__Directions__:
All of the data, from the first line to the last, should be reproduced without alteration.

(Collected data)

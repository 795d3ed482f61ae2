//! Keychain operations for macOS
//!
//! This module provides functionality for:
//! - Creating and deleting scratch keychains
//! - Scoped changes to the user search list
//! - Listing and pruning signing identities
//! - Exporting identities to PKCS#12 and verifying the result

mod export;
mod identity;
mod search_list;
mod temp;
mod verify;

// Re-export public APIs
pub use export::{export_all_identities, export_identity};
pub use identity::{Identity, find_identities, normalize_hash, parse_identities};
pub use search_list::{SearchListGuard, current_search_list, parse_keychain_list};
pub use temp::{TempKeychain, random_password, remove_stale};
pub use verify::verify_bundle;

__Problem solution__:
repository 795d3ed482f61ae2
//! Keychain operations for macOS
//!
//! This module provides functionality for:
//! - Creating and deleting scratch keychains
//! - Scoped changes to the user search list
//! - Listing and pruning signing identities
//! - Exporting identities to PKCS#12 and verifying the result

mod export;
mod identity;
mod search_list;
mod temp;
mod verify;

// Re-export public APIs
pub use export::{export_all_identities, export_identity};
pub use identity::{Identity, find_identities, normalize_hash, parse_identities};
pub use search_list::{SearchListGuard, current_search_list, parse_keychain_list};
pub use temp::{TempKeychain, random_password, remove_stale};
pub use verify::verify_bundle;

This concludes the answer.